×

News Roundup – North Carolina Criminal Law

News Roundup – North Carolina Criminal Law

This will be the last news roundup of the year. We’ll likely have a post or two early next week and then go dark for the holidays, returning in early January. We appreciate your readership this year, as well as your feedback, your topic suggestions, and all the other ways that you participate in the blog community. However you may celebrate the season, we wish you a happy and restful break. Read on for a selection of the week’s news.

Men charged with killing 3,600 eagles. Two men were charged in federal court this week with unlawfully killing 3,600 birds, including bald and golden eagles, and selling eagle parts on the black market. The AP has the story here. Most of the alleged activity took place on a Native American reservation in Montana. One of the men reportedly texted a potential buyer to brag that he was on a “killing spree.” The defendants “face 13 counts of unlawful trafficking of bald and golden eagles and one count each of conspiracy and violating wildlife trafficking laws.”

Mom whose 6-year-old shot his teacher to be sentenced for child neglect. Remember the little Virginia boy who shot his teacher? The AP reports here that his mother, Deja Taylor, will be sentenced today for felony child neglect. The crime carries a maximum term of five years in prison, but the prosecution has agreed to recommend a sentence of six months. According to the article, the child “told authorities he got his mother’s 9mm handgun by climbing onto a drawer to reach the top of a dresser, where the firearm was in his mom’s purse.”

Beth Wood saga draws to a close. State Auditor Beth Wood is stepping down today. She has faced an array of legal and political problems after crashing a state vehicle last year around this time. According to WRAL, the remaining criminal charges against her are expected to be resolved today as well. The story indicates that “Wood was charged . . . with two misdemeanors after an eight-month probe by the State Bureau of Investigation found she used at least one state-owned vehicle for private purposes in 2021 and 2022, including traveling hair appointments and dental appointments.” The nature of the expected resolution isn’t revealed in the story. Wood has expressed an eagerness to move on to the corporate speaking circuit.

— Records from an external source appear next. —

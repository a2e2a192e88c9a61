//! Outgoing message model, independent of the transport.

use super::types::InlineKeyboardMarkup;

/// Maximum caption length Telegram accepts on a photo.
pub const CAPTION_LIMIT: usize = 1024;

/// What a message carries.
#[derive(Debug, Clone, PartialEq, Eq)]
pub enum Content {
    Text(String),
    Photo { url: String, caption: String },
}

/// A message ready to be delivered to one chat.
#[derive(Debug, Clone, PartialEq, Eq)]
pub struct Outgoing {
    pub content: Content,
    /// Send with the legacy `Markdown` parse mode.
    pub markdown: bool,
    pub keyboard: Option<InlineKeyboardMarkup>,
}

impl Outgoing {
    #[must_use]
    pub fn text(text: impl Into<String>) -> Self {
        Self {
            content: Content::Text(text.into()),
            markdown: false,
            keyboard: None,
        }
    }

    #[must_use]
    pub fn photo(url: impl Into<String>, caption: impl Into<String>) -> Self {
        Self {
            content: Content::Photo {
                url: url.into(),
                caption: caption.into(),
            },
            markdown: false,
            keyboard: None,
        }
    }

    #[must_use]
    pub fn markdown(mut self) -> Self {
        self.markdown = true;
        self
    }

    #[must_use]
    pub fn with_keyboard(mut self, keyboard: InlineKeyboardMarkup) -> Self {
        self.keyboard = Some(keyboard);
        self
    }

    /// The message text, or the caption of a photo.
    #[must_use]
    pub fn body(&self) -> &str {
        match &self.content {
            Content::Text(text) => text,
            Content::Photo { caption, .. } => caption,
        }
    }

    #[must_use]
    pub const fn is_photo(&self) -> bool {
        matches!(self.content, Content::Photo { .. })
    }
}

#[cfg(test)]
mod tests {
    use super::*;

    #[test]
    fn test_builders() {
        let message = Outgoing::photo("https://x/y.jpg", "caption").markdown();
        assert!(message.is_photo());
        assert!(message.markdown);
        assert_eq!(message.body(), "caption");
        assert!(message.keyboard.is_none());

        let plain = Outgoing::text("hi");
        assert!(!plain.is_photo());
        assert!(!plain.markdown);
        assert_eq!(plain.body(), "hi");
    }
}
//! Astronomy Picture of the Day.

use chrono::NaiveDate;
use serde::Deserialize;

use super::client::ApiClient;
use super::error::{Endpoint, FetchResult};

/// Kind of media an APOD entry links to.
#[derive(Debug, Clone, Copy, PartialEq, Eq, Default, Deserialize)]
#[serde(rename_all = "lowercase")]
pub enum MediaKind {
    #[default]
    Image,
    Video,
    #[serde(other)]
    Other,
}

/// One APOD entry.
#[derive(Debug, Clone, PartialEq, Deserialize)]
pub struct Apod {
    #[serde(default = "default_title")]
    pub title: String,

    #[serde(default = "default_explanation")]
    pub explanation: String,

    /// Image or video URL (may be empty for `other` media).
    #[serde(default)]
    pub url: String,

    #[serde(default)]
    pub media_type: MediaKind,

    #[serde(default)]
    pub date: Option<NaiveDate>,

    #[serde(default)]
    pub copyright: Option<String>,
}

fn default_title() -> String {
    "Untitled".to_owned()
}

fn default_explanation() -> String {
    "No explanation.".to_owned()
}

impl ApiClient {
    /// Fetches today's APOD, or the one for `date`.
    ///
    /// # Errors
    ///
    /// Returns an error on network failure, timeout, non-2xx or bad JSON.
    pub async fn fetch_apod(&self, date: Option<NaiveDate>) -> FetchResult<Apod> {
        let mut query = vec![("api_key", self.api_key().to_owned())];
        if let Some(date) = date {
            query.push(("date", date.format("%Y-%m-%d").to_string()));
        }

        self.get_json(
            Endpoint::Apod,
            &self.nasa_url("/planetary/apod"),
            &query,
            self.timeouts.standard,
        )
        .await
    }
}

Center for Public Integrity Report on ethics and conflicts on state supreme courts. The Center for Public Integrity recently released a report focused on conflicts of interest in state supreme courts. The gist of the report is that state supreme court justices regularly hear cases that involve some degree of conflict. A common example, apparently, is when a justice hears a case involving a corporate party in which the justice owns stock. According to the report, that’s a no-go in federal court, but state judicial ethics rules often don’t clearly prohibit it. One example in the report involves Chief Justice Newby, who allegedly heard cases involving Duke Energy despite owning company stock. The report covers a number of other examples as well. To be clear, I’m not an expert on judicial ethics and haven’t looked at this issue deeply enough to have an opinion about it, but I did find the report provocative.

You can’t wear a ski mask in Philadelphia anymore. The AP reports here that the city council voted 13-2 to “ban ski masks, or balaclavas, in public spaces like schools, recreation centers, parks, city-owned buildings and on public transportation.” Violations of the ordinance are punishable by a $250 fine. The law contains exceptions for religious headwear and protests. The measure is apparently intended as a response to criminals wearing masks to avoid identification. The ACLU doesn’t like it and I foresee a court challenge by a First-Amendment minded, or maybe just cold-natured, resident of the City of Brotherly Love.

Biglaw salary bump. I’m considering becoming a first-year associate at a major law firm in New York. Above the Law reports here that many firms are now paying $225,000, plus bonuses of at least $15,000, to brand-new lawyers. Of course, once you pay New York Taxes, New York rents, and the cost of a cab taking you home every night because you don’t want ride the subway when you leave work at 11 p.m., that salary works out to around eighteen cents an hour. So on second thought, maybe I’m OK where I am.

Florida man double dip. I’m not moving to New York, and I’m definitely not moving to Florida. Apparently the holidays bring out the worst in Florida man. One stole an ambulance, then led deputies on a high speed chase. Unfortunately for him, this local story reveals that he “took a wrong turn . . . and ended up right where deputies wanted him – on their front lawn.” That’s right, he basically crashed into the jail. Apparently there was only “minor cosmetic damage” to the grass in front of the Sheriff’s Office, and I suppose it made booking a breeze. Meanwhile, another Florida man was involved in a road rage incident, but reportedly he went old school. Like, Ye Olde School. He pulled out a sword and brandished it at the victim, mercifully failing in his attempt to stab the other man.

Be careful out there and have a wonderful holiday season.